O diretor-presidente da agência Invest Minas, João Paulo Braga Santos, e a assessora estratégica para Negócios em Turismo, Bárbara Botega, confirmaram nesta terça-feira (28/3) que as negociaçôes para assinatura do contrato entre o Salesianos, proprietário do antigo Colégio Dom Bosco, e a rede Vila Galé, estão adiantadas. A rede pretende implantar no prédio histórico em Cachoeira do Campo, o mais populoso distrito de Ouro Preto, um complexo hoteleiro e a primeira unidade em Minas.
Segundo João Paulo, as conversas já avançaram desde que o CEO da Vila Galé, em sua visita a Minas, em novembro do ano passado, havia adiantado a intenção de construir um empreendimento em Ouro Preto. "Estamos próximos de concretizar", disse. Bárbara Botega, que conduz as negociações, disse que agência de promoção e desenvolvimento tem atuado na atração de negócios ligados ao turismo, identificando oportunidades nos municípios e apresentando ao mercado.

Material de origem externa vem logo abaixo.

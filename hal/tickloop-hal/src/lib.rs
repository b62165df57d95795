//! Tickloop Hardware Abstraction Layer
//!
//! This crate defines the traits the runtime consumes from the board:
//! a monotonic tick counter, a character display, a keypad, a HID-style
//! press/release sink and digital input pins. Chip or driver crates
//! implement them; the runtime never touches hardware directly.
//!
//! # Architecture
//!
//! ```text
//! ┌─────────────────────────────────────────┐
//! │  Application (schedule + tasks + menu)  │
//! └─────────────────────────────────────────┘
//!                     │
//!                     ▼
//! ┌─────────────────────────────────────────┐
//! │  tickloop-hal (this crate - traits)     │
//! └─────────────────────────────────────────┘
//!                     │
//!         ┌───────────┴───────────┐
//!         ▼                       ▼
//! ┌───────────────┐       ┌───────────────┐
//! │  LCD / keypad │       │  clock, GPIO, │
//! │    drivers    │       │    USB HID    │
//! └───────────────┘       └───────────────┘
//! ```
//!
//! # Traits
//!
//! - [`clock::TickSource`] - Wrapping millisecond counter
//! - [`display::CharDisplay`] - Character LCD sink
//! - [`keypad::Keypad`] - Key code source
//! - [`hid::HidOutput`] - Fire-and-forget press/release sink
//! - [`gpio::InputPin`], [`gpio::OutputPin`] - Digital I/O
//!
//! With the `mock` feature, [`mock`] provides recording test doubles for
//! all of them.

#![cfg_attr(not(test), no_std)]
#![deny(unsafe_code)]

pub mod clock;
pub mod display;
pub mod gpio;
pub mod hid;
pub mod keypad;

#[cfg(feature = "mock")]
pub mod mock;

// Re-export key traits at crate root for convenience
pub use clock::{elapsed, Ticks, TickSource};
pub use display::CharDisplay;
pub use gpio::{InputPin, OutputPin};
pub use hid::HidOutput;
pub use keypad::Keypad;
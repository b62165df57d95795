//! Press/release outputs
//!
//! A [`Pressable`] is anything with a binary held state: a USB key, a
//! mouse button, a relay. Edges are turned into presses by
//! [`ValuePresser`], fanned out by [`PressComposite`] and delayed by
//! [`PressFollower`].
//!
//! Like [`HidOutput`], calls take `&self`: the same output is usually
//! reachable from several tasks (an edge handler pressing it and the
//! scheduler polling it), so implementors use interior mutability.

use core::cell::Cell;

use heapless::Vec;
use tickloop_hal::{elapsed, HidOutput, Ticks, TickSource};

use super::detector::EdgeHandler;
use crate::error::CapacityError;
use crate::scheduler::Poll;
use crate::time::NEVER;

/// Binary press/release output
pub trait Pressable {
    fn press(&self);
    fn release(&self);
}

impl<T: Pressable + ?Sized> Pressable for &T {
    fn press(&self) {
        (**self).press()
    }

    fn release(&self) {
        (**self).release()
    }
}

/// Key or button code on a shared HID sink
///
/// The code can be reassigned at runtime; the old code is released first
/// so no key is left stuck down on the host.
pub struct HidKey<H: HidOutput> {
    hid: H,
    code: Cell<u16>,
    held: Cell<bool>,
}

impl<H: HidOutput> HidKey<H> {
    pub fn new(hid: H, code: u16) -> Self {
        Self {
            hid,
            code: Cell::new(code),
            held: Cell::new(false),
        }
    }

    pub fn code(&self) -> u16 {
        self.code.get()
    }

    pub fn is_held(&self) -> bool {
        self.held.get()
    }

    /// Change the emitted code, releasing the previous one
    pub fn assign(&self, code: u16) {
        self.hid.release(self.code.get());
        self.held.set(false);
        self.code.set(code);
    }
}

impl<H: HidOutput> Pressable for HidKey<H> {
    fn press(&self) {
        self.hid.press(self.code.get());
        self.held.set(true);
    }

    fn release(&self) {
        self.hid.release(self.code.get());
        self.held.set(false);
    }
}

/// Forwards press/release to every child in registration order
pub struct PressComposite<'a, const N: usize> {
    children: Vec<&'a dyn Pressable, N>,
}

impl<'a, const N: usize> PressComposite<'a, N> {
    pub const fn new() -> Self {
        Self {
            children: Vec::new(),
        }
    }

    /// Add a child, silently ignoring it once full
    pub fn add(&mut self, child: &'a dyn Pressable) {
        let _ = self.try_add(child);
    }

    pub fn try_add(&mut self, child: &'a dyn Pressable) -> Result<(), CapacityError> {
        self.children
            .push(child)
            .map_err(|_| CapacityError::GroupFull { capacity: N })
    }

    pub fn len(&self) -> usize {
        self.children.len()
    }

    pub fn is_empty(&self) -> bool {
        self.children.is_empty()
    }
}

impl<const N: usize> Default for PressComposite<'_, N> {
    fn default() -> Self {
        Self::new()
    }
}

impl<const N: usize> Pressable for PressComposite<'_, N> {
    fn press(&self) {
        for child in &self.children {
            child.press();
        }
    }

    fn release(&self) {
        for child in &self.children {
            child.release();
        }
    }
}

/// Edge handler pressing on rising and releasing on falling edges
pub struct ValuePresser<P: Pressable> {
    output: P,
}

impl<P: Pressable> ValuePresser<P> {
    pub fn new(output: P) -> Self {
        Self { output }
    }

    pub fn output(&self) -> &P {
        &self.output
    }
}

impl<P: Pressable> EdgeHandler for ValuePresser<P> {
    fn on_rising_edge(&mut self) {
        self.output.press();
    }

    fn on_falling_edge(&mut self) {
        self.output.release();
    }
}

/// One pending event: when it was requested and how long to wait
///
/// Idle slots carry a `NEVER` delay and therefore never fire.
struct Pending {
    since: Cell<Ticks>,
    delay: Cell<Ticks>,
}

impl Pending {
    const fn idle() -> Self {
        Self {
            since: Cell::new(0),
            delay: Cell::new(NEVER),
        }
    }

    fn arm(&self, now: Ticks, delay: Ticks) {
        self.since.set(now);
        self.delay.set(delay);
    }

    fn take_if_due(&self, now: Ticks) -> bool {
        if elapsed(now, self.since.get()) > self.delay.get() {
            self.delay.set(NEVER);
            true
        } else {
            false
        }
    }
}

/// Repeats press/release onto an output after a fixed delay
///
/// Acts as a [`Pressable`] for whoever drives it and as a task that
/// replays each event `delay` ticks later. Assumes the delay is shorter
/// than the time between events; a second press before the first one
/// fired restarts its delay.
///
/// The follower is shared between its driver and the scheduler, so the
/// task is implemented on `&PressFollower`:
///
/// ```ignore
/// let follower = PressFollower::new(&ticks, 5, &key);
/// let mut presser = EdgeDetector::new(&clock_out, ValuePresser::new(&follower));
/// let mut task = &follower;
/// scheduler.register(&mut presser);
/// scheduler.register(&mut task);
/// ```
pub struct PressFollower<'a, T: TickSource + ?Sized, P: Pressable> {
    ticks: &'a T,
    delay: Ticks,
    output: P,
    press: Pending,
    release: Pending,
}

impl<'a, T: TickSource + ?Sized, P: Pressable> PressFollower<'a, T, P> {
    pub fn new(ticks: &'a T, delay: Ticks, output: P) -> Self {
        Self {
            ticks,
            delay,
            output,
            press: Pending::idle(),
            release: Pending::idle(),
        }
    }

    pub fn delay(&self) -> Ticks {
        self.delay
    }

    /// Fire any events whose delay has passed
    pub fn service(&self) {
        let now = self.ticks.now();
        if self.press.take_if_due(now) {
            self.output.press();
        }
        if self.release.take_if_due(now) {
            self.output.release();
        }
    }
}

impl<T: TickSource + ?Sized, P: Pressable> Pressable for PressFollower<'_, T, P> {
    fn press(&self) {
        self.press.arm(self.ticks.now(), self.delay);
    }

    fn release(&self) {
        self.release.arm(self.ticks.now(), self.delay);
    }
}

impl<T: TickSource + ?Sized, P: Pressable> Poll for &PressFollower<'_, T, P> {
    fn poll(&mut self) {
        self.service();
    }
}
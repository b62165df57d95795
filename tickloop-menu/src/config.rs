//! Menu timing configuration

use tickloop_hal::Ticks;

#[cfg(feature = "serde")]
use serde::{Deserialize, Serialize};

/// Same-key window for cycling a multi-tap character
pub const DEFAULT_SHORT_TIMEOUT: Ticks = 1000;

/// Idle time after which a pending multi-tap character is committed
pub const DEFAULT_LONG_TIMEOUT: Ticks = 2000;

/// Multi-tap text entry timing
#[derive(Debug, Clone, Copy, PartialEq, Eq)]
#[cfg_attr(feature = "defmt", derive(defmt::Format))]
#[cfg_attr(feature = "serde", derive(Serialize, Deserialize))]
pub struct MultiTapTiming {
    /// Pressing the same key again within this many ticks cycles the character
    pub short_timeout: Ticks,
    /// Without any key for this many ticks the pending character is committed
    pub long_timeout: Ticks,
}

impl Default for MultiTapTiming {
    fn default() -> Self {
        Self {
            short_timeout: DEFAULT_SHORT_TIMEOUT,
            long_timeout: DEFAULT_LONG_TIMEOUT,
        }
    }
}

#[cfg(test)]
mod tests {
    use super::*;

    #[test]
    fn test_defaults() {
        let timing = MultiTapTiming::default();
        assert_eq!(timing.short_timeout, 1000);
        assert_eq!(timing.long_timeout, 2000);
    }
}
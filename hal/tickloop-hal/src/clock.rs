//! Monotonic tick source
//!
//! The runtime measures every delay in ticks of a free-running counter,
//! normally milliseconds since boot. The counter is allowed to wrap.

/// Tick count as reported by a [`TickSource`]
pub type Ticks = u32;

/// Free-running tick counter
///
/// Implementations typically wrap a hardware timer or `embassy_time::Instant`
/// truncated to 32 bits. The value wraps at `u32::MAX`; consumers must only
/// ever look at differences computed with [`elapsed`].
pub trait TickSource {
    /// Current tick count
    fn now(&self) -> Ticks;
}

impl<T: TickSource + ?Sized> TickSource for &T {
    fn now(&self) -> Ticks {
        (**self).now()
    }
}

/// Ticks elapsed from `earlier` to `now`
///
/// Correct across a single wraparound of the counter.
#[inline]
pub const fn elapsed(now: Ticks, earlier: Ticks) -> Ticks {
    now.wrapping_sub(earlier)
}
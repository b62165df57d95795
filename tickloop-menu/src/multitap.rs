//! Multi-tap text entry
//!
//! Phone-keypad style typing: each digit key owns a list of candidate
//! characters. Pressing the same key again quickly cycles the character
//! under the cursor; a different key, or a pause, moves on to the next
//! position.
//!
//! The character being cycled is kept at the end of the buffer and is
//! called *pending* until it is committed.

use heapless::String;
use tickloop_hal::{elapsed, Ticks};

use crate::config::MultiTapTiming;
use crate::item::TEXT_CAPACITY;

/// Candidate characters for a digit key, empty for anything else
pub fn candidates(digit: u8) -> &'static [u8] {
    match digit {
        0 => b" 0",
        1 => b".,-1",
        2 => b"abc2ABC",
        3 => b"def3DEF",
        4 => b"ghi4GHI",
        5 => b"jkl5JKL",
        6 => b"mno6MNO",
        7 => b"pqrs7PQRS",
        8 => b"tuv8TUV",
        9 => b"wxyz9WXYZ",
        _ => b"",
    }
}

#[derive(Debug, Clone, Copy, PartialEq, Eq)]
struct Tap {
    digit: u8,
    index: usize,
    at: Ticks,
}

/// Multi-tap decoder over a bounded text buffer
#[derive(Debug, Clone)]
pub struct MultiTap {
    buffer: String<TEXT_CAPACITY>,
    max_chars: usize,
    timing: MultiTapTiming,
    pending: Option<Tap>,
}

impl MultiTap {
    /// Start editing `initial`
    ///
    /// `max_len` counts a terminator slot, so at most `max_len - 1`
    /// characters are kept.
    pub fn new(initial: &str, max_len: usize, timing: MultiTapTiming) -> Self {
        let max_chars = max_len.saturating_sub(1).min(TEXT_CAPACITY);
        let mut buffer = String::new();
        for ch in initial.chars().take(max_chars) {
            if buffer.push(ch).is_err() {
                break;
            }
        }
        Self {
            buffer,
            max_chars,
            timing,
            pending: None,
        }
    }

    /// Handle a digit key press at tick `now`
    pub fn press(&mut self, digit: u8, now: Ticks) {
        let chars = candidates(digit);
        if chars.is_empty() {
            return;
        }

        if let Some(tap) = self.pending.as_mut() {
            if tap.digit == digit && elapsed(now, tap.at) <= self.timing.short_timeout {
                tap.index = (tap.index + 1) % chars.len();
                tap.at = now;
                let ch = chars[tap.index] as char;
                self.buffer.pop();
                let _ = self.buffer.push(ch);
                return;
            }
        }

        self.pending = None;
        if self.buffer.chars().count() >= self.max_chars {
            return;
        }
        if self.buffer.push(chars[0] as char).is_ok() {
            self.pending = Some(Tap {
                digit,
                index: 0,
                at: now,
            });
        }
    }

    /// Drop the pending character, or erase the last committed one
    pub fn delete(&mut self) {
        self.pending = None;
        self.buffer.pop();
    }

    /// Commit the pending character once the idle timeout has passed
    ///
    /// Returns whether a character was committed.
    pub fn tick(&mut self, now: Ticks) -> bool {
        match self.pending {
            Some(tap) if elapsed(now, tap.at) > self.timing.long_timeout => {
                self.pending = None;
                true
            }
            _ => false,
        }
    }

    /// Commit the pending character, if any
    pub fn commit(&mut self) {
        self.pending = None;
    }

    pub fn as_str(&self) -> &str {
        &self.buffer
    }

    pub fn is_pending(&self) -> bool {
        self.pending.is_some()
    }

    /// Character position the next key acts on
    ///
    /// The pending character while one is being cycled, otherwise the slot
    /// after the text.
    pub fn cursor(&self) -> usize {
        let len = self.buffer.chars().count();
        if self.pending.is_some() {
            len.saturating_sub(1)
        } else {
            len
        }
    }

    pub fn max_chars(&self) -> usize {
        self.max_chars
    }
}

"A Vila Galé em Ouro Preto representa a materialização e sucesso dessas iniciativas e será um catalisador do turismo em Ouro Preto, a partir da integração do patrimônio histórico e cultural com uma infraestrutura hoteleira classe mundial. Irá inclusive incrementar o fluxo turístico e potencializar o desenvolvimento econômico", afirma Bárbara.
Encantado com Ouro Preto
Consultada pela reportagem, a assessoria da rede Vila Galé disse que o acordo ainda não havia sido formalizado. Como adiantou o portal O Tempo no ano passado, o presidente da rede, Jorge Rebelo de Almeida, visitou Minas Gerais para conhecer Ouro Preto e o Instituto Inhotim, em Brumadinho, e não escondeu seu encanto por Ouro Preto.
Jorge Almeida teceu elogios à preservação do casario histórico e se disse muito surpreso com o encontro com Angelo Oswaldo, prefeito da cidade, a quem definiu como "um homem de cultura" e que "cultura e turismo têm de andar de mãos dadas". E ainda emendou: "Uma cidade que não cuida de seu patrimônio histórico é uma cidade sem alma".
O antigo Regimento Regular de Cavalaria de Minas e Colégio Dom Bosco deve sediar o mais novo empreendimento da rede hoteleira Vila Galé em Minas. Ele fica localizado no distrito Cachoeira do Campo, em Ouro Preto.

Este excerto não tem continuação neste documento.